Each line in the records below, from the one that contains "impl Drop for" to the one that contains "writeln!(stderr).map_err(io_err)?;", should be reproduced exactly, the first and last included.

_INFORMATION SHOWN_:
= Beginning of Section =

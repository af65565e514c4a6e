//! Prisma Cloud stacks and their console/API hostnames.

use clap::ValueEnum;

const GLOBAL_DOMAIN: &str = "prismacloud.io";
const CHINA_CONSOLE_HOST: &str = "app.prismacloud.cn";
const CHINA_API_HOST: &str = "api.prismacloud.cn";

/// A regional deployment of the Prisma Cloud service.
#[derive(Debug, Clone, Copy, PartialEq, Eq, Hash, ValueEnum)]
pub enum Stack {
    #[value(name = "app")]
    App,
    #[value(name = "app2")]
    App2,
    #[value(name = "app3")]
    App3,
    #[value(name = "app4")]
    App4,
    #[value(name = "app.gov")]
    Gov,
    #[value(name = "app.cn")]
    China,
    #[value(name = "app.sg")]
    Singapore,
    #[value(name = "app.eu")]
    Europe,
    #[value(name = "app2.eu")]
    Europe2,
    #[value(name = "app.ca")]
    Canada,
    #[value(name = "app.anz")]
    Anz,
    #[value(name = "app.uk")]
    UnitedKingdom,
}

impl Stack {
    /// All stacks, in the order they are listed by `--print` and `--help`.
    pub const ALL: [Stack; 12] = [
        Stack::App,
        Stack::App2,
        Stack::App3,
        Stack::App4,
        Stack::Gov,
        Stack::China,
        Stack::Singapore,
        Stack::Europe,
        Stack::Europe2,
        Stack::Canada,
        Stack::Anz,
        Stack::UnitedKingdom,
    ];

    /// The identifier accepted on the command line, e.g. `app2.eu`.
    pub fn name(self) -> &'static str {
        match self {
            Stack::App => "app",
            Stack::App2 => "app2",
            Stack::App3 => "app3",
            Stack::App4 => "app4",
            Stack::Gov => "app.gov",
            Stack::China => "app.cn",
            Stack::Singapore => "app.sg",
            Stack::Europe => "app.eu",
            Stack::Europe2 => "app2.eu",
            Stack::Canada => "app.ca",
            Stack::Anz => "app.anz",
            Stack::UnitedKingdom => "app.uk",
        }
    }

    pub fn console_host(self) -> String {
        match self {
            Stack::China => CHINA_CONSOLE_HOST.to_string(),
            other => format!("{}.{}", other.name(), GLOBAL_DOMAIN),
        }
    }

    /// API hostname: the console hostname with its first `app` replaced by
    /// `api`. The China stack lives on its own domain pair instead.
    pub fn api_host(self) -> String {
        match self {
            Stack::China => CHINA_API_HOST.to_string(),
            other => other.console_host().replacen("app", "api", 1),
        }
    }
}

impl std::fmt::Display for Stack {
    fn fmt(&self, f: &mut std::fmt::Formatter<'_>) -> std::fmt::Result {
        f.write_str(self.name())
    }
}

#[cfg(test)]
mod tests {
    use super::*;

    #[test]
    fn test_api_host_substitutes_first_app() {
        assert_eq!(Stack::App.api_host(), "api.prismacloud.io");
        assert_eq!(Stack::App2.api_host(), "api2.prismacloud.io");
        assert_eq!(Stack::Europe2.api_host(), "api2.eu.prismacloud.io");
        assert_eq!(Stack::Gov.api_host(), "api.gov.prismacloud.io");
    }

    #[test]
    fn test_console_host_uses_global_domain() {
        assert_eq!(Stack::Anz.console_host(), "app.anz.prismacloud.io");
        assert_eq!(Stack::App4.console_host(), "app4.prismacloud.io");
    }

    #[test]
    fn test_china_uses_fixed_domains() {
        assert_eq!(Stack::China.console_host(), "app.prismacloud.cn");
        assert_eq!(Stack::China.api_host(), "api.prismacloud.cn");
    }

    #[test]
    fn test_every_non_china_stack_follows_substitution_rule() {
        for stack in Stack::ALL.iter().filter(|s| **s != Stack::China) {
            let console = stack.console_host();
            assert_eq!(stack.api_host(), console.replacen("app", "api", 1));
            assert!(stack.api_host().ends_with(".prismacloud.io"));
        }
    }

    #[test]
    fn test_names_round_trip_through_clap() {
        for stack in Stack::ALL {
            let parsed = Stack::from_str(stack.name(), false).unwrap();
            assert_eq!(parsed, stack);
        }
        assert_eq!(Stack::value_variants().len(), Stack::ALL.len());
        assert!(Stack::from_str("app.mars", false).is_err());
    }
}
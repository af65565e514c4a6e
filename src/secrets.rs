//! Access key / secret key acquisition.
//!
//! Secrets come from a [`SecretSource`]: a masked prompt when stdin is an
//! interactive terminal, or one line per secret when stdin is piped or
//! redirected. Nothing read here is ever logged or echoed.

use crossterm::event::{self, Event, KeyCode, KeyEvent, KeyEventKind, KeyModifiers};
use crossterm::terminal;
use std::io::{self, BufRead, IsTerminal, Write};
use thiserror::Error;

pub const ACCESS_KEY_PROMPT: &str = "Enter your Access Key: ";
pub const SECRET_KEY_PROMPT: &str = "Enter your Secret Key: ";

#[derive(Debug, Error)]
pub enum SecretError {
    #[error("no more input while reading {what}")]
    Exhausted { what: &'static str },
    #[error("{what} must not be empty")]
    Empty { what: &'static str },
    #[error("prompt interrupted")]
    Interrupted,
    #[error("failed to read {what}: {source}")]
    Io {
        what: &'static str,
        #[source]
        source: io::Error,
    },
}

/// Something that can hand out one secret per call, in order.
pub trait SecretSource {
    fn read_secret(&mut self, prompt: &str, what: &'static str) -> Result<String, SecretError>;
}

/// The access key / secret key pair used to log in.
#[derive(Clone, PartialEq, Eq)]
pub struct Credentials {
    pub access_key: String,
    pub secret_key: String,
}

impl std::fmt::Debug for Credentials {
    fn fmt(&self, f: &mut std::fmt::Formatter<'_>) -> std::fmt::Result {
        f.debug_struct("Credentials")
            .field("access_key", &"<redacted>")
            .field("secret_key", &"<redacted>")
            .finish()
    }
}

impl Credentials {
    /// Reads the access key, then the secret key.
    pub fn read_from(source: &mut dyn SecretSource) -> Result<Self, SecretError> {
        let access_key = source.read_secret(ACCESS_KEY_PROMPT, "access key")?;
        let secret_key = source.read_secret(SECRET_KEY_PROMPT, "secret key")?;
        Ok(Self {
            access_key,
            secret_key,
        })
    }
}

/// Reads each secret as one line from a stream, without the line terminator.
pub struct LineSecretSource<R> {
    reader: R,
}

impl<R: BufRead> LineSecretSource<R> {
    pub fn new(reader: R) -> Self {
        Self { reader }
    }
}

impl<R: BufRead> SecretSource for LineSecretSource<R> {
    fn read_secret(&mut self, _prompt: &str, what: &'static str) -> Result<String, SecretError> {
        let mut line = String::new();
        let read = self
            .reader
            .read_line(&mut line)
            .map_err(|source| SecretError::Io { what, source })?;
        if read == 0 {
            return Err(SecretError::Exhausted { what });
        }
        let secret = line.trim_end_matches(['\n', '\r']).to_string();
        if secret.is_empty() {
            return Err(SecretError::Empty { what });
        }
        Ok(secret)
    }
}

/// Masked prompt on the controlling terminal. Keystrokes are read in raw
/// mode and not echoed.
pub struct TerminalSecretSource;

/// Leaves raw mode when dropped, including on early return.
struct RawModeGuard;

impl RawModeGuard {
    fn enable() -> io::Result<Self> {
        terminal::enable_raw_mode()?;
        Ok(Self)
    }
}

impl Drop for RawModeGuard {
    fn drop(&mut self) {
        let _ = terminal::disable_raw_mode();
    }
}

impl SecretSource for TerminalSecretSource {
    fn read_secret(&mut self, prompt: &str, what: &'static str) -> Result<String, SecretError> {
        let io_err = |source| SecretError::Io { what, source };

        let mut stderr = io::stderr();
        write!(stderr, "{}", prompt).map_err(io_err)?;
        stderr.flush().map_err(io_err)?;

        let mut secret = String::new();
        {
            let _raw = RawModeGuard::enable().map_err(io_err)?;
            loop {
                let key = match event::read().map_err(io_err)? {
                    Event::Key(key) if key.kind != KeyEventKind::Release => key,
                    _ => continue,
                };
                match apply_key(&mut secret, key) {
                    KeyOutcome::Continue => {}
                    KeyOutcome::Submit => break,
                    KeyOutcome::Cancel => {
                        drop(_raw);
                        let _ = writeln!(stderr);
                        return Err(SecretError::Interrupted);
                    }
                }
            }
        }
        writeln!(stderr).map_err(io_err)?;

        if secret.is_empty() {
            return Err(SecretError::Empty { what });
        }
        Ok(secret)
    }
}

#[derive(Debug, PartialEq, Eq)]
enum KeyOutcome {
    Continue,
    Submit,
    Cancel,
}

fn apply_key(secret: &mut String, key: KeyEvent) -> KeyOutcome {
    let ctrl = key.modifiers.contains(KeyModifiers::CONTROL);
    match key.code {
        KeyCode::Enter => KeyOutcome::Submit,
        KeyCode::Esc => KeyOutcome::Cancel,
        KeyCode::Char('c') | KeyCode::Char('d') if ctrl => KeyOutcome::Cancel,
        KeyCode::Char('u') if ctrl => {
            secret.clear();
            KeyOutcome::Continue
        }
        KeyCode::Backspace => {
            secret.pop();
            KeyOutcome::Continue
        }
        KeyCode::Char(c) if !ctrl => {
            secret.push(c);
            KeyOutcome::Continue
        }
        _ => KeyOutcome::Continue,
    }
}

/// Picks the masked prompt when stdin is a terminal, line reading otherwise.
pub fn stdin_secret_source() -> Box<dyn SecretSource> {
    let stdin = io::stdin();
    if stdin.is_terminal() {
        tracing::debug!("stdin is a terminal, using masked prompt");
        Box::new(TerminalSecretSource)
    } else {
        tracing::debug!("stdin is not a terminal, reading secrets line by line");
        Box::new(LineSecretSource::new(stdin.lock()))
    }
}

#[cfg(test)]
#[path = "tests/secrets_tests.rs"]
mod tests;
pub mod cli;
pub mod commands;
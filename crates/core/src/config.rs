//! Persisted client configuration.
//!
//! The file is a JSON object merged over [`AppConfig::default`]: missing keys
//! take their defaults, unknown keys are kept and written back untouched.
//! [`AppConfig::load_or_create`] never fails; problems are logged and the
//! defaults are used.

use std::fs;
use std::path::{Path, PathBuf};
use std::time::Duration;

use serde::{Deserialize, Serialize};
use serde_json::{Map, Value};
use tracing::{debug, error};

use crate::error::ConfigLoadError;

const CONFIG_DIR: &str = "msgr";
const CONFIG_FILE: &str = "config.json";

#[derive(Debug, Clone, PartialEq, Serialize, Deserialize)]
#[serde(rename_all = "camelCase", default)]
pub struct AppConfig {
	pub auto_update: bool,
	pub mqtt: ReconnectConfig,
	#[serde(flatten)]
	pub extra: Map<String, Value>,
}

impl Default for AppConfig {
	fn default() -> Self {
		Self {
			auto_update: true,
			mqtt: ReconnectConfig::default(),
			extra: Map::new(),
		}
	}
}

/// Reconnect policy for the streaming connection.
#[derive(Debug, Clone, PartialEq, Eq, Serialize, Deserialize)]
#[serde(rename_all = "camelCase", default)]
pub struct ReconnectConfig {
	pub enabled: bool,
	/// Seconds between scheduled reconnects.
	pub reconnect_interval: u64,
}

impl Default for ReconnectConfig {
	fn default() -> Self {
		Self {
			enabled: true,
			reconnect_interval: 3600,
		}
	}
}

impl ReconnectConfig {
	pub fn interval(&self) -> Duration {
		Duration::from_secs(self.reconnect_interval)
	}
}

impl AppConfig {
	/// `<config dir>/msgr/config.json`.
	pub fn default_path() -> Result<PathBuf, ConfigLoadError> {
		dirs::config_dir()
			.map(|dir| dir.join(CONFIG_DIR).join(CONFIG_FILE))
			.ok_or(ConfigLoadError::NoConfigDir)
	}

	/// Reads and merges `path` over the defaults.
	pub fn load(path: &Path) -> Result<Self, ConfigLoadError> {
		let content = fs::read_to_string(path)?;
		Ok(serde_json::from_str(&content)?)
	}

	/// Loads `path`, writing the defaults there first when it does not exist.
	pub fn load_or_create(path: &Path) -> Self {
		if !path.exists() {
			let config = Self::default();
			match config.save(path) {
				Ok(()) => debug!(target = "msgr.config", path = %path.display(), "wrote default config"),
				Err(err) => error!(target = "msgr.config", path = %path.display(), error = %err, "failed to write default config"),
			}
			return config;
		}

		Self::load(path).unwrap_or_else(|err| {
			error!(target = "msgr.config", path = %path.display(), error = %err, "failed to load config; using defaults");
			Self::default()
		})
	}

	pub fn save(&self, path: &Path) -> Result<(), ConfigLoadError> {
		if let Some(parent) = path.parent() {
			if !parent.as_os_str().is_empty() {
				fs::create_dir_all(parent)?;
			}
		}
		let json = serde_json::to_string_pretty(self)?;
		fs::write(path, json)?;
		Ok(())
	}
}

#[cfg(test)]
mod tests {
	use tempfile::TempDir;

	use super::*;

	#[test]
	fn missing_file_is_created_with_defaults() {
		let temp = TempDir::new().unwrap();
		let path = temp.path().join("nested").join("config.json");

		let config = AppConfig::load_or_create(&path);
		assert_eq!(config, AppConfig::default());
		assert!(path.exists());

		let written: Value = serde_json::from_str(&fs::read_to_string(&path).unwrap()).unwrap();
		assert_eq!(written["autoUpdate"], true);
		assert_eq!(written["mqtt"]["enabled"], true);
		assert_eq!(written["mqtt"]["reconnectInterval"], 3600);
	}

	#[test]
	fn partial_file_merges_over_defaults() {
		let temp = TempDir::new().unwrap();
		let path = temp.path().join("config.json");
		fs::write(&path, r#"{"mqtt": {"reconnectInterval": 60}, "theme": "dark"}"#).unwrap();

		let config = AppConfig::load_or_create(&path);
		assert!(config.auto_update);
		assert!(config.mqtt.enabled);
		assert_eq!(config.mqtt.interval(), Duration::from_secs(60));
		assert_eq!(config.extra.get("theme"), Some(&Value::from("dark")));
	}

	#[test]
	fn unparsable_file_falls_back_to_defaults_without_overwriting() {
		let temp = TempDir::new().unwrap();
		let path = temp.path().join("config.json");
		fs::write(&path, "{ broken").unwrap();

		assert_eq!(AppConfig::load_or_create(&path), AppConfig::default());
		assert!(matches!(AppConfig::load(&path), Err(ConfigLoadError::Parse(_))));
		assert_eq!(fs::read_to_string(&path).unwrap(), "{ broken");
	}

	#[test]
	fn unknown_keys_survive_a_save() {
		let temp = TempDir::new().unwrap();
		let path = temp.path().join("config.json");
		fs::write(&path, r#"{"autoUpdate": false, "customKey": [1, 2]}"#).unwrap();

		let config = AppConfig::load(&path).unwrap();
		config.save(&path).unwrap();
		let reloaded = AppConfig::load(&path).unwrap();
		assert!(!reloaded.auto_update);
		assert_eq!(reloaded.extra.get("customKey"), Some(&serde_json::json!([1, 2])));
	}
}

= End of Section =

_TASK ANSWER_:
impl Drop for RawModeGuard {
    fn drop(&mut self) {
        let _ = terminal::disable_raw_mode();
    }
}

impl SecretSource for TerminalSecretSource {
    fn read_secret(&mut self, prompt: &str, what: &'static str) -> Result<String, SecretError> {
        let io_err = |source| SecretError::Io { what, source };

        let mut stderr = io::stderr();
        write!(stderr, "{}", prompt).map_err(io_err)?;
        stderr.flush().map_err(io_err)?;

        let mut secret = String::new();
        {
            let _raw = RawModeGuard::enable().map_err(io_err)?;
            loop {
                let key = match event::read().map_err(io_err)? {
                    Event::Key(key) if key.kind != KeyEventKind::Release => key,
                    _ => continue,
                };
                match apply_key(&mut secret, key) {
                    KeyOutcome::Continue => {}
                    KeyOutcome::Submit => break,
                    KeyOutcome::Cancel => {
                        drop(_raw);
                        let _ = writeln!(stderr);
                        return Err(SecretError::Interrupted);
                    }
                }
            }
        }
        writeln!(stderr).map_err(io_err)?;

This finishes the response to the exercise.